■ **What the task requires**
The entries follow. Please return all of them exactly.

■ **Extracted data**
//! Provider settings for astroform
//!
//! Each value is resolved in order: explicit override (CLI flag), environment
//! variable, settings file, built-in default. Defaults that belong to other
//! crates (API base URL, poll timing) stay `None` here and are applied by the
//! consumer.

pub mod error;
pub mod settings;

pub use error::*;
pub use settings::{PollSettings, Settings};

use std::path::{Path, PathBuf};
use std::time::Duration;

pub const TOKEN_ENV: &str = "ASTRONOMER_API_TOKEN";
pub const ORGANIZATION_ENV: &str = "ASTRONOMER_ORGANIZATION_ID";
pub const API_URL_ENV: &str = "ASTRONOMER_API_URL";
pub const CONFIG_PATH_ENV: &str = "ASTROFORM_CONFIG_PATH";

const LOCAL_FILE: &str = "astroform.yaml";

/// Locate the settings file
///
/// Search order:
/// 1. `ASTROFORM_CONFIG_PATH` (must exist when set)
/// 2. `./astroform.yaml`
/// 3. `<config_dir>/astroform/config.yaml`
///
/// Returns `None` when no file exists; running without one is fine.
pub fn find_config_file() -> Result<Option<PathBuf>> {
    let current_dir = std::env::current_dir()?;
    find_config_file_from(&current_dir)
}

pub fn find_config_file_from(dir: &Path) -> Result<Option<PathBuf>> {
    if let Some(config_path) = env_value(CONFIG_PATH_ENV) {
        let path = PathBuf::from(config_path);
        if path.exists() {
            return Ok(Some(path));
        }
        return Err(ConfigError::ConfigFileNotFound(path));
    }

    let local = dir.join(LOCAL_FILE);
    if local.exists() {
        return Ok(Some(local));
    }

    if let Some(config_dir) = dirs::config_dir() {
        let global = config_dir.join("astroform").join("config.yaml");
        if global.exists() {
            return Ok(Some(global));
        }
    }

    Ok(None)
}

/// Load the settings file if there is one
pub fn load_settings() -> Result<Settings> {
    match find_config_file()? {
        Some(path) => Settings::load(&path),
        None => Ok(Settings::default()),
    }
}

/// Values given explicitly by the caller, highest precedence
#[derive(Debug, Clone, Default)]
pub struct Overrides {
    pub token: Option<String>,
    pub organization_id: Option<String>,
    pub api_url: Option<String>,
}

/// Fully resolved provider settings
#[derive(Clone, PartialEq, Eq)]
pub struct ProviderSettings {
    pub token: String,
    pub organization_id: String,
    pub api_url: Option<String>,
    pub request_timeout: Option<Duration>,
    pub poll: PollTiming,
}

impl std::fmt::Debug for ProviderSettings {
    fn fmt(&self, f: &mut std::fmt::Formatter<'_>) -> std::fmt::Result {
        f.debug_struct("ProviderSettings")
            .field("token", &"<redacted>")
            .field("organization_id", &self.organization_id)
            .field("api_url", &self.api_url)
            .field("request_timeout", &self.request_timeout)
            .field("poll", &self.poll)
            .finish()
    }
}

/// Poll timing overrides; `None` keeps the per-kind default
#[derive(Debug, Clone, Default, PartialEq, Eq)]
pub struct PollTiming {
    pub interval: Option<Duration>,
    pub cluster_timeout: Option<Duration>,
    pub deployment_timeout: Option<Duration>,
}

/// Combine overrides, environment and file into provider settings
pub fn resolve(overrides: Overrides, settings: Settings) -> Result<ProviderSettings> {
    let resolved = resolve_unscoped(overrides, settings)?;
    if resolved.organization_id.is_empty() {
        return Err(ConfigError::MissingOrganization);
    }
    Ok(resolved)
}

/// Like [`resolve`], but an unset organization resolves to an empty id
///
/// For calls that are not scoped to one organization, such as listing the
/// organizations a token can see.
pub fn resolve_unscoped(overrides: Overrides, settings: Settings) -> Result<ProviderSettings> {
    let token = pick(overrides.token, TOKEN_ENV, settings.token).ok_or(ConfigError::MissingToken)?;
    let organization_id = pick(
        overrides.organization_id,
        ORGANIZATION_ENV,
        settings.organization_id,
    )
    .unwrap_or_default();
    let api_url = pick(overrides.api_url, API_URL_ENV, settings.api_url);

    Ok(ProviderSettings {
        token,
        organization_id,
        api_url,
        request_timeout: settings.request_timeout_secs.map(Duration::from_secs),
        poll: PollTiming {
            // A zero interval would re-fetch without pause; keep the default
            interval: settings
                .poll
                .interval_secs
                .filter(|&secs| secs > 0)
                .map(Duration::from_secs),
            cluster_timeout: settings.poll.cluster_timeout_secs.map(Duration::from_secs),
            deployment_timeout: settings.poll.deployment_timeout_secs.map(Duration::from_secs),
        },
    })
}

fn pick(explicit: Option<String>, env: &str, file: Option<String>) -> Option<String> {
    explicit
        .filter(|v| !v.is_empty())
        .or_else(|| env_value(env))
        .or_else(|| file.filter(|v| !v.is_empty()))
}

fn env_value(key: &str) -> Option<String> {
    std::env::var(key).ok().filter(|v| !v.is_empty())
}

■ **Task response**
//! Provider settings for astroform
//!
//! Each value is resolved in order: explicit override (CLI flag), environment
//! variable, settings file, built-in default. Defaults that belong to other
//! crates (API base URL, poll timing) stay `None` here and are applied by the
//! consumer.

pub mod error;
pub mod settings;

pub use error::*;
pub use settings::{PollSettings, Settings};

use std::path::{Path, PathBuf};
use std::time::Duration;

pub const TOKEN_ENV: &str = "ASTRONOMER_API_TOKEN";
pub const ORGANIZATION_ENV: &str = "ASTRONOMER_ORGANIZATION_ID";
pub const API_URL_ENV: &str = "ASTRONOMER_API_URL";
pub const CONFIG_PATH_ENV: &str = "ASTROFORM_CONFIG_PATH";

const LOCAL_FILE: &str = "astroform.yaml";

/// Locate the settings file
///
/// Search order:
/// 1. `ASTROFORM_CONFIG_PATH` (must exist when set)
/// 2. `./astroform.yaml`
/// 3. `<config_dir>/astroform/config.yaml`
///
/// Returns `None` when no file exists; running without one is fine.
pub fn find_config_file() -> Result<Option<PathBuf>> {
    let current_dir = std::env::current_dir()?;
    find_config_file_from(&current_dir)
}

pub fn find_config_file_from(dir: &Path) -> Result<Option<PathBuf>> {
    if let Some(config_path) = env_value(CONFIG_PATH_ENV) {
        let path = PathBuf::from(config_path);
        if path.exists() {
            return Ok(Some(path));
        }
        return Err(ConfigError::ConfigFileNotFound(path));
    }

    let local = dir.join(LOCAL_FILE);
    if local.exists() {
        return Ok(Some(local));
    }

    if let Some(config_dir) = dirs::config_dir() {
        let global = config_dir.join("astroform").join("config.yaml");
        if global.exists() {
            return Ok(Some(global));
        }
    }

    Ok(None)
}

/// Load the settings file if there is one
pub fn load_settings() -> Result<Settings> {
    match find_config_file()? {
        Some(path) => Settings::load(&path),
        None => Ok(Settings::default()),
    }
}

/// Values given explicitly by the caller, highest precedence
#[derive(Debug, Clone, Default)]
pub struct Overrides {
    pub token: Option<String>,
    pub organization_id: Option<String>,
    pub api_url: Option<String>,
}

/// Fully resolved provider settings
#[derive(Clone, PartialEq, Eq)]
pub struct ProviderSettings {
    pub token: String,
    pub organization_id: String,
    pub api_url: Option<String>,
    pub request_timeout: Option<Duration>,
    pub poll: PollTiming,
}

impl std::fmt::Debug for ProviderSettings {
    fn fmt(&self, f: &mut std::fmt::Formatter<'_>) -> std::fmt::Result {
        f.debug_struct("ProviderSettings")
            .field("token", &"<redacted>")
            .field("organization_id", &self.organization_id)
            .field("api_url", &self.api_url)
            .field("request_timeout", &self.request_timeout)
            .field("poll", &self.poll)
            .finish()
    }
}

/// Poll timing overrides; `None` keeps the per-kind default
#[derive(Debug, Clone, Default, PartialEq, Eq)]
pub struct PollTiming {
    pub interval: Option<Duration>,
    pub cluster_timeout: Option<Duration>,
    pub deployment_timeout: Option<Duration>,
}

/// Combine overrides, environment and file into provider settings
pub fn resolve(overrides: Overrides, settings: Settings) -> Result<ProviderSettings> {
    let resolved = resolve_unscoped(overrides, settings)?;
    if resolved.organization_id.is_empty() {
        return Err(ConfigError::MissingOrganization);
    }
    Ok(resolved)
}

/// Like [`resolve`], but an unset organization resolves to an empty id
///
/// For calls that are not scoped to one organization, such as listing the
/// organizations a token can see.
pub fn resolve_unscoped(overrides: Overrides, settings: Settings) -> Result<ProviderSettings> {
    let token = pick(overrides.token, TOKEN_ENV, settings.token).ok_or(ConfigError::MissingToken)?;
    let organization_id = pick(
        overrides.organization_id,
        ORGANIZATION_ENV,
        settings.organization_id,
    )
    .unwrap_or_default();
    let api_url = pick(overrides.api_url, API_URL_ENV, settings.api_url);

    Ok(ProviderSettings {
        token,
        organization_id,
        api_url,
        request_timeout: settings.request_timeout_secs.map(Duration::from_secs),
        poll: PollTiming {
            // A zero interval would re-fetch without pause; keep the default
            interval: settings
                .poll
                .interval_secs
                .filter(|&secs| secs > 0)
                .map(Duration::from_secs),
            cluster_timeout: settings.poll.cluster_timeout_secs.map(Duration::from_secs),
            deployment_timeout: settings.poll.deployment_timeout_secs.map(Duration::from_secs),
        },
    })
}

fn pick(explicit: Option<String>, env: &str, file: Option<String>) -> Option<String> {
    explicit
        .filter(|v| !v.is_empty())
        .or_else(|| env_value(env))
        .or_else(|| file.filter(|v| !v.is_empty()))
}

fn env_value(key: &str) -> Option<String> {
    std::env::var(key).ok().filter(|v| !v.is_empty())
}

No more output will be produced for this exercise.